What is required »
Could you restate every record below word for word?

*** Opening of Source data ***

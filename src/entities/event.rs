//! Event entity

use chrono::{DateTime, Utc};
use serde::{Deserialize, Serialize};

#[derive(Serialize, Deserialize, Debug, Clone, sqlx::FromRow)]
pub struct Event {
    pub event_id: i64,
    pub wip_window_id: i64,
    pub title: String,
    pub date: DateTime<Utc>,
    pub location: Option<String>,
    pub notes: Option<String>,
    pub creator_id: String,
    pub paid_by_id: Option<String>,
    pub created_at: DateTime<Utc>,
}
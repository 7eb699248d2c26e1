//! User entity

use chrono::{DateTime, Utc};
use serde::{Deserialize, Serialize};

#[derive(Serialize, Deserialize, Debug, Clone, PartialEq, sqlx::FromRow)]
pub struct User {
    /// Identifier assigned by the identity provider when the record was first created
    pub user_id: String,
    pub name: Option<String>,
    pub email: String,
    pub image: Option<String>,
    pub email_verified: Option<DateTime<Utc>>,
    pub created_at: DateTime<Utc>,
}

impl User {
    /// Name to show in listings, falling back to the email
    pub fn display_name(&self) -> &str {
        self.name.as_deref().unwrap_or(&self.email)
    }
}
//! UserRepository - users table

use super::{Create, Read, ReadMany, contains_pattern};
use crate::dtos::CreateUserDTO;
use crate::entities::User;
use chrono::Utc;
use sqlx::{Error, QueryBuilder, Sqlite, SqlitePool};

const USER_COLUMNS: &str = "user_id, name, email, image, email_verified, created_at";

pub struct UserRepository {
    connection_pool: SqlitePool,
}

impl UserRepository {
    pub fn new(connection_pool: SqlitePool) -> UserRepository {
        Self { connection_pool }
    }

    /// Emails are unique; the match ignores ASCII case
    pub async fn find_by_email(&self, email: &str) -> Result<Option<User>, Error> {
        let user = sqlx::query_as::<_, User>(&format!(
            "SELECT {USER_COLUMNS} FROM users WHERE LOWER(email) = LOWER(?)"
        ))
        .bind(email)
        .fetch_optional(&self.connection_pool)
        .await?;

        Ok(user)
    }

    /// Every user whose email matches, whatever the id (diagnostics)
    pub async fn find_all_by_email(&self, email: &str) -> Result<Vec<User>, Error> {
        let users = sqlx::query_as::<_, User>(&format!(
            "SELECT {USER_COLUMNS} FROM users WHERE LOWER(email) = LOWER(?) ORDER BY created_at"
        ))
        .bind(email)
        .fetch_all(&self.connection_pool)
        .await?;

        Ok(users)
    }

    /// Refreshes name and picture from the identity provider
    pub async fn update_profile(
        &self,
        user_id: &str,
        name: Option<&str>,
        image: Option<&str>,
    ) -> Result<User, Error> {
        sqlx::query(
            "UPDATE users SET name = COALESCE(?, name), image = COALESCE(?, image) WHERE user_id = ?",
        )
        .bind(name)
        .bind(image)
        .bind(user_id)
        .execute(&self.connection_pool)
        .await?;

        self.read(&user_id.to_string())
            .await?
            .ok_or(Error::RowNotFound)
    }

    /// Partial, case-insensitive match on name or email
    pub async fn search(&self, pattern: &str) -> Result<Vec<User>, Error> {
        let like = contains_pattern(pattern);
        let users = sqlx::query_as::<_, User>(&format!(
            "SELECT {USER_COLUMNS} FROM users
             WHERE LOWER(COALESCE(name, '')) LIKE ? ESCAPE '\\' OR LOWER(email) LIKE ? ESCAPE '\\'
             ORDER BY name LIMIT 10"
        ))
        .bind(&like)
        .bind(&like)
        .fetch_all(&self.connection_pool)
        .await?;

        Ok(users)
    }

    /// Users holding at least one attendance that is not declined
    pub async fn list_with_open_attendances(&self) -> Result<Vec<User>, Error> {
        let users = sqlx::query_as::<_, User>(
            "SELECT DISTINCT u.user_id, u.name, u.email, u.image, u.email_verified, u.created_at
             FROM users u
             JOIN attendances a ON a.user_id = u.user_id
             WHERE a.status IN ('PROPOSED', 'CONFIRMED')
             ORDER BY u.name",
        )
        .fetch_all(&self.connection_pool)
        .await?;

        Ok(users)
    }

    /// Moves a user to a new id, rewriting every reference in one transaction.
    ///
    /// # Returns
    /// * `Err(Error::RowNotFound)` - No user with `old_id`
    pub async fn reassign_id(&self, old_id: &str, new_id: &str) -> Result<User, Error> {
        let mut tx = self.connection_pool.begin().await?;

        let existing = sqlx::query_as::<_, User>(&format!(
            "SELECT {USER_COLUMNS} FROM users WHERE user_id = ?"
        ))
        .bind(old_id)
        .fetch_optional(&mut *tx)
        .await?
        .ok_or(Error::RowNotFound)?;

        // The new row takes a placeholder email until the old one is gone
        let placeholder = format!("{}.migrating", existing.email);
        sqlx::query(
            "INSERT INTO users (user_id, name, email, image, email_verified, created_at)
             VALUES (?, ?, ?, ?, ?, ?)",
        )
        .bind(new_id)
        .bind(&existing.name)
        .bind(&placeholder)
        .bind(&existing.image)
        .bind(existing.email_verified)
        .bind(existing.created_at)
        .execute(&mut *tx)
        .await?;

        let rewrites = [
            "UPDATE events SET creator_id = ? WHERE creator_id = ?",
            "UPDATE events SET paid_by_id = ? WHERE paid_by_id = ?",
            "UPDATE attendances SET user_id = ? WHERE user_id = ?",
            "UPDATE attendances SET invited_by_id = ? WHERE invited_by_id = ?",
            "UPDATE attendances SET paid_by_id = ? WHERE paid_by_id = ?",
            "UPDATE bills SET payer_id = ? WHERE payer_id = ?",
            "UPDATE attachments SET uploaded_by_id = ? WHERE uploaded_by_id = ?",
        ];
        for statement in rewrites {
            sqlx::query(statement)
                .bind(new_id)
                .bind(old_id)
                .execute(&mut *tx)
                .await?;
        }

        sqlx::query("DELETE FROM users WHERE user_id = ?")
            .bind(old_id)
            .execute(&mut *tx)
            .await?;
        sqlx::query("UPDATE users SET email = ? WHERE user_id = ?")
            .bind(&existing.email)
            .bind(new_id)
            .execute(&mut *tx)
            .await?;

        tx.commit().await?;

        Ok(User {
            user_id: new_id.to_string(),
            ..existing
        })
    }
}

impl Create<User, CreateUserDTO> for UserRepository {
    async fn create(&self, data: &CreateUserDTO) -> Result<User, Error> {
        let now = Utc::now();
        sqlx::query(
            "INSERT INTO users (user_id, name, email, image, email_verified, created_at)
             VALUES (?, ?, ?, ?, NULL, ?)",
        )
        .bind(&data.user_id)
        .bind(&data.name)
        .bind(&data.email)
        .bind(&data.image)
        .bind(now)
        .execute(&self.connection_pool)
        .await?;

        Ok(User {
            user_id: data.user_id.clone(),
            name: data.name.clone(),
            email: data.email.clone(),
            image: data.image.clone(),
            email_verified: None,
            created_at: now,
        })
    }
}

impl Read<User, String> for UserRepository {
    async fn read(&self, id: &String) -> Result<Option<User>, Error> {
        let user = sqlx::query_as::<_, User>(&format!(
            "SELECT {USER_COLUMNS} FROM users WHERE user_id = ?"
        ))
        .bind(id)
        .fetch_optional(&self.connection_pool)
        .await?;

        Ok(user)
    }
}

impl ReadMany<User, String> for UserRepository {
    async fn read_many(&self, ids: &[String]) -> Result<Vec<User>, Error> {
        if ids.is_empty() {
            return Ok(Vec::new());
        }

        let mut builder: QueryBuilder<Sqlite> =
            QueryBuilder::new(format!("SELECT {USER_COLUMNS} FROM users WHERE user_id IN ("));
        let mut separated = builder.separated(", ");
        for id in ids {
            separated.push_bind(id);
        }
        separated.push_unseparated(")");

        let users = builder
            .build_query_as::<User>()
            .fetch_all(&self.connection_pool)
            .await?;

        Ok(users)
    }
}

*** Close of Source data ***

Solution to this task »
filename src/entities/event.rs
//! Event entity

use chrono::{DateTime, Utc};
use serde::{Deserialize, Serialize};

#[derive(Serialize, Deserialize, Debug, Clone, sqlx::FromRow)]
pub struct Event {
    pub event_id: i64,
    pub wip_window_id: i64,
    pub title: String,
    pub date: DateTime<Utc>,
    pub location: Option<String>,
    pub notes: Option<String>,
    pub creator_id: String,
    pub paid_by_id: Option<String>,
    pub created_at: DateTime<Utc>,
}
repository 7eb699248d2c26e1
//! User entity

use chrono::{DateTime, Utc};
use serde::{Deserialize, Serialize};

#[derive(Serialize, Deserialize, Debug, Clone, PartialEq, sqlx::FromRow)]
pub struct User {
    /// Identifier assigned by the identity provider when the record was first created
    pub user_id: String,
    pub name: Option<String>,
    pub email: String,
    pub image: Option<String>,
    pub email_verified: Option<DateTime<Utc>>,
    pub created_at: DateTime<Utc>,
}

impl User {
    /// Name to show in listings, falling back to the email
    pub fn display_name(&self) -> &str {
        self.name.as_deref().unwrap_or(&self.email)
    }
}
//! UserRepository - users table

use super::{Create, Read, ReadMany, contains_pattern};
use crate::dtos::CreateUserDTO;
use crate::entities::User;
use chrono::Utc;
use sqlx::{Error, QueryBuilder, Sqlite, SqlitePool};

const USER_COLUMNS: &str = "user_id, name, email, image, email_verified, created_at";

pub struct UserRepository {
    connection_pool: SqlitePool,
}

impl UserRepository {
    pub fn new(connection_pool: SqlitePool) -> UserRepository {
        Self { connection_pool }
    }

    /// Emails are unique; the match ignores ASCII case
    pub async fn find_by_email(&self, email: &str) -> Result<Option<User>, Error> {
        let user = sqlx::query_as::<_, User>(&format!(
            "SELECT {USER_COLUMNS} FROM users WHERE LOWER(email) = LOWER(?)"
        ))
        .bind(email)
        .fetch_optional(&self.connection_pool)
        .await?;

        Ok(user)
    }

    /// Every user whose email matches, whatever the id (diagnostics)
    pub async fn find_all_by_email(&self, email: &str) -> Result<Vec<User>, Error> {
        let users = sqlx::query_as::<_, User>(&format!(
            "SELECT {USER_COLUMNS} FROM users WHERE LOWER(email) = LOWER(?) ORDER BY created_at"
        ))
        .bind(email)
        .fetch_all(&self.connection_pool)
        .await?;

        Ok(users)
    }

    /// Refreshes name and picture from the identity provider
    pub async fn update_profile(
        &self,
        user_id: &str,
        name: Option<&str>,
        image: Option<&str>,
    ) -> Result<User, Error> {
        sqlx::query(
            "UPDATE users SET name = COALESCE(?, name), image = COALESCE(?, image) WHERE user_id = ?",
        )
        .bind(name)
        .bind(image)
        .bind(user_id)
        .execute(&self.connection_pool)
        .await?;

        self.read(&user_id.to_string())
            .await?
            .ok_or(Error::RowNotFound)
    }

    /// Partial, case-insensitive match on name or email
    pub async fn search(&self, pattern: &str) -> Result<Vec<User>, Error> {
        let like = contains_pattern(pattern);
        let users = sqlx::query_as::<_, User>(&format!(
            "SELECT {USER_COLUMNS} FROM users
             WHERE LOWER(COALESCE(name, '')) LIKE ? ESCAPE '\\' OR LOWER(email) LIKE ? ESCAPE '\\'
             ORDER BY name LIMIT 10"
        ))
        .bind(&like)
        .bind(&like)
        .fetch_all(&self.connection_pool)
        .await?;

        Ok(users)
    }

    /// Users holding at least one attendance that is not declined
    pub async fn list_with_open_attendances(&self) -> Result<Vec<User>, Error> {
        let users = sqlx::query_as::<_, User>(
            "SELECT DISTINCT u.user_id, u.name, u.email, u.image, u.email_verified, u.created_at
             FROM users u
             JOIN attendances a ON a.user_id = u.user_id
             WHERE a.status IN ('PROPOSED', 'CONFIRMED')
             ORDER BY u.name",
        )
        .fetch_all(&self.connection_pool)
        .await?;

        Ok(users)
    }

    /// Moves a user to a new id, rewriting every reference in one transaction.
    ///
    /// # Returns
    /// * `Err(Error::RowNotFound)` - No user with `old_id`
    pub async fn reassign_id(&self, old_id: &str, new_id: &str) -> Result<User, Error> {
        let mut tx = self.connection_pool.begin().await?;

        let existing = sqlx::query_as::<_, User>(&format!(
            "SELECT {USER_COLUMNS} FROM users WHERE user_id = ?"
        ))
        .bind(old_id)
        .fetch_optional(&mut *tx)
        .await?
        .ok_or(Error::RowNotFound)?;

        // The new row takes a placeholder email until the old one is gone
        let placeholder = format!("{}.migrating", existing.email);
        sqlx::query(
            "INSERT INTO users (user_id, name, email, image, email_verified, created_at)
             VALUES (?, ?, ?, ?, ?, ?)",
        )
        .bind(new_id)
        .bind(&existing.name)
        .bind(&placeholder)
        .bind(&existing.image)
        .bind(existing.email_verified)
        .bind(existing.created_at)
        .execute(&mut *tx)
        .await?;

        let rewrites = [
            "UPDATE events SET creator_id = ? WHERE creator_id = ?",
            "UPDATE events SET paid_by_id = ? WHERE paid_by_id = ?",
            "UPDATE attendances SET user_id = ? WHERE user_id = ?",
            "UPDATE attendances SET invited_by_id = ? WHERE invited_by_id = ?",
            "UPDATE attendances SET paid_by_id = ? WHERE paid_by_id = ?",
            "UPDATE bills SET payer_id = ? WHERE payer_id = ?",
            "UPDATE attachments SET uploaded_by_id = ? WHERE uploaded_by_id = ?",
        ];
        for statement in rewrites {
            sqlx::query(statement)
                .bind(new_id)
                .bind(old_id)
                .execute(&mut *tx)
                .await?;
        }

        sqlx::query("DELETE FROM users WHERE user_id = ?")
            .bind(old_id)
            .execute(&mut *tx)
            .await?;
        sqlx::query("UPDATE users SET email = ? WHERE user_id = ?")
            .bind(&existing.email)
            .bind(new_id)
            .execute(&mut *tx)
            .await?;

        tx.commit().await?;

        Ok(User {
            user_id: new_id.to_string(),
            ..existing
        })
    }
}

impl Create<User, CreateUserDTO> for UserRepository {
    async fn create(&self, data: &CreateUserDTO) -> Result<User, Error> {
        let now = Utc::now();
        sqlx::query(
            "INSERT INTO users (user_id, name, email, image, email_verified, created_at)
             VALUES (?, ?, ?, ?, NULL, ?)",
        )
        .bind(&data.user_id)
        .bind(&data.name)
        .bind(&data.email)
        .bind(&data.image)
        .bind(now)
        .execute(&self.connection_pool)
        .await?;

        Ok(User {
            user_id: data.user_id.clone(),
            name: data.name.clone(),
            email: data.email.clone(),
            image: data.image.clone(),
            email_verified: None,
            created_at: now,
        })
    }
}

impl Read<User, String> for UserRepository {
    async fn read(&self, id: &String) -> Result<Option<User>, Error> {
        let user = sqlx::query_as::<_, User>(&format!(
            "SELECT {USER_COLUMNS} FROM users WHERE user_id = ?"
        ))
        .bind(id)
        .fetch_optional(&self.connection_pool)
        .await?;

        Ok(user)
    }
}

impl ReadMany<User, String> for UserRepository {
    async fn read_many(&self, ids: &[String]) -> Result<Vec<User>, Error> {
        if ids.is_empty() {
            return Ok(Vec::new());
        }

        let mut builder: QueryBuilder<Sqlite> =
            QueryBuilder::new(format!("SELECT {USER_COLUMNS} FROM users WHERE user_id IN ("));
        let mut separated = builder.separated(", ");
        for id in ids {
            separated.push_bind(id);
        }
        separated.push_unseparated(")");

        let users = builder
            .build_query_as::<User>()
            .fetch_all(&self.connection_pool)
            .await?;

        Ok(users)
    }
}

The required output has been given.